Second, shut down every seminary in America and lay off their entire staffs. Create four regional seminaries overseen by an archbishop with all necessary authority, no other responsibilities and total power to conduct ongoing purges. Seminaries are no place for ANY sort of female authority and no place for the atheistic presumptions of psychology and psychiatry. Put men's men of orthodox persuasion and performance in charge of everything from administration to janitorial service. Anyone who must then be discharged for misbehavior should be held fully and publicly accountable with oceans of publicity.
There is a move in the Boston archdiocese to create a network of parish councils to stick generally uninformed lay opinions (often liberal) in the faces of the clergy. Abolish the parish councils there and do likewise anywhere else that this particular form of inappropriate "democratic" busibodiness raises its head.
Speaking of which, it would also be a good time to abolish the National Bishopps' organizayions here and elsewhere since they are forever behaving as though morality were determined by a democratic vote of bishops posing for secular cameras. Let each bishop take responsibility for his own diocese and face punishment, including firing, for dereliction of duty.
For those who note the reluctance of the Roman Catholic Church to submit to knuckle under to soi-disant "authority" in the form of transitory governments, you are right. Pope Pius XII warned the Church during the 1940s that knucling under to the government as though it were a higher power will, inevitably, lead to the loss of the freedoms necessary to those nations and their people. The likes of Fr. Shanley have violated criminal laws whose validity is not contested by the Church.

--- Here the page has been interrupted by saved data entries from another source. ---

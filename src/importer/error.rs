// ==========================================
// Núcleo BI Cartorial - Erros do pipeline de importação
// ==========================================
// ParseError cobre a leitura do arquivo (CSV/XLSX), antes de
// qualquer validação. ImportError cobre as demais etapas.
// error_code() projeta cada falha no catálogo estável gravado em
// importacoes_log e devolvido ao chamador.
// ==========================================

use thiserror::Error;

use crate::auth::AuthError;
use crate::domain::codes::ErrorCode;
use crate::domain::types::DatasetKind;
use crate::repository::RepositoryError;

// ==========================================
// ParseError - Falhas de leitura do arquivo
// ==========================================
#[derive(Debug, Error)]
pub enum ParseError {
    #[error("arquivo não encontrado: {0}")]
    FileNotFound(String),

    #[error("formato de arquivo não suportado: .{0}")]
    UnsupportedFormat(String),

    #[error("falha de leitura do arquivo: {0}")]
    Io(#[from] std::io::Error),

    #[error("falha ao interpretar CSV: {0}")]
    Csv(#[from] csv::Error),

    #[error("falha ao interpretar planilha: {0}")]
    Excel(String),
}

// ==========================================
// ImportError - Falhas do pipeline
// ==========================================
#[derive(Debug, Error)]
pub enum ImportError {
    // ===== Condição benigna =====
    /// Arquivo sem linhas, ou sem linhas válidas depois das
    /// coerções. Fecha o log como NO_DATA, nunca como ERROR.
    #[error("arquivo enviado não possui registros válidos")]
    EmptyFile { detalhe: Option<String> },

    // ===== Layout =====
    #[error("colunas obrigatórias ausentes: {}", faltantes.join(", "))]
    MissingColumns { faltantes: Vec<String> },

    /// Dimensões exigem correspondência exata de colunas.
    #[error("colunas ausentes: {} | colunas extras: {}", faltantes.join(", "), extras.join(", "))]
    MissingOrExtraColumns {
        faltantes: Vec<String>,
        extras: Vec<String>,
    },

    // ===== Modo de carga =====
    #[error("importação incremental não suportada para {tipo_arquivo}")]
    IncrementalNotAllowed { tipo_arquivo: DatasetKind },

    #[error("confirmação de senha obrigatória para carga FULL_RELOAD")]
    ConfirmationRequired,

    #[error("senha de confirmação inválida")]
    InvalidConfirmation,

    // ===== Catálogo =====
    #[error("tipo de importação não configurado: {tipo_arquivo}")]
    DatasetNotConfigured { tipo_arquivo: String },

    // ===== Infraestrutura =====
    #[error(transparent)]
    Parse(#[from] ParseError),

    #[error(transparent)]
    Repository(#[from] RepositoryError),

    #[error(transparent)]
    Auth(#[from] AuthError),

    #[error("erro inesperado: {0}")]
    Unexpected(String),
}

impl ImportError {
    /// Código do catálogo correspondente ao erro.
    pub fn error_code(&self) -> ErrorCode {
        match self {
            ImportError::EmptyFile { .. } => ErrorCode::EmptyFile,
            ImportError::MissingColumns { .. } | ImportError::MissingOrExtraColumns { .. } => {
                ErrorCode::MissingRequiredColumns
            }
            ImportError::IncrementalNotAllowed { .. } => ErrorCode::InvalidImportMode,
            ImportError::ConfirmationRequired => ErrorCode::PasswordRequired,
            ImportError::InvalidConfirmation => ErrorCode::InvalidPassword,
            ImportError::DatasetNotConfigured { .. } => ErrorCode::ImportTypeNotConfigured,
            ImportError::Parse(ParseError::UnsupportedFormat(_)) => ErrorCode::InvalidFileType,
            ImportError::Parse(_) => ErrorCode::UnexpectedError,
            ImportError::Repository(RepositoryError::UniqueConstraintViolation(_)) => {
                ErrorCode::DuplicateKey
            }
            ImportError::Repository(_) => ErrorCode::DatabaseError,
            ImportError::Auth(_) => ErrorCode::UnexpectedError,
            ImportError::Unexpected(_) => ErrorCode::UnexpectedError,
        }
    }
}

The state serves the Church's interest and many other good interests if it puts Shanley behind bars for as long as possible, along with every similar abuser and every bishop or religious superior who has tolerated the pattern of abuse by negligence or worse.
That does not mean that the state may substitute its judgment as to Church matters or demand that bishops or others act as their henchmen in politically popular prosecutions. In our country, it was the state and not the Church that demanded separation of Church and state or whatever is represented by the First Amendment right of freedom of worship and non-establishment clause. The Roman Catholic Church is far more permanent than any government including ours. To the extent that the state can temporarily succeed in attacking the Church structure, make no mistake about it: EVERY Church is thereby threatened.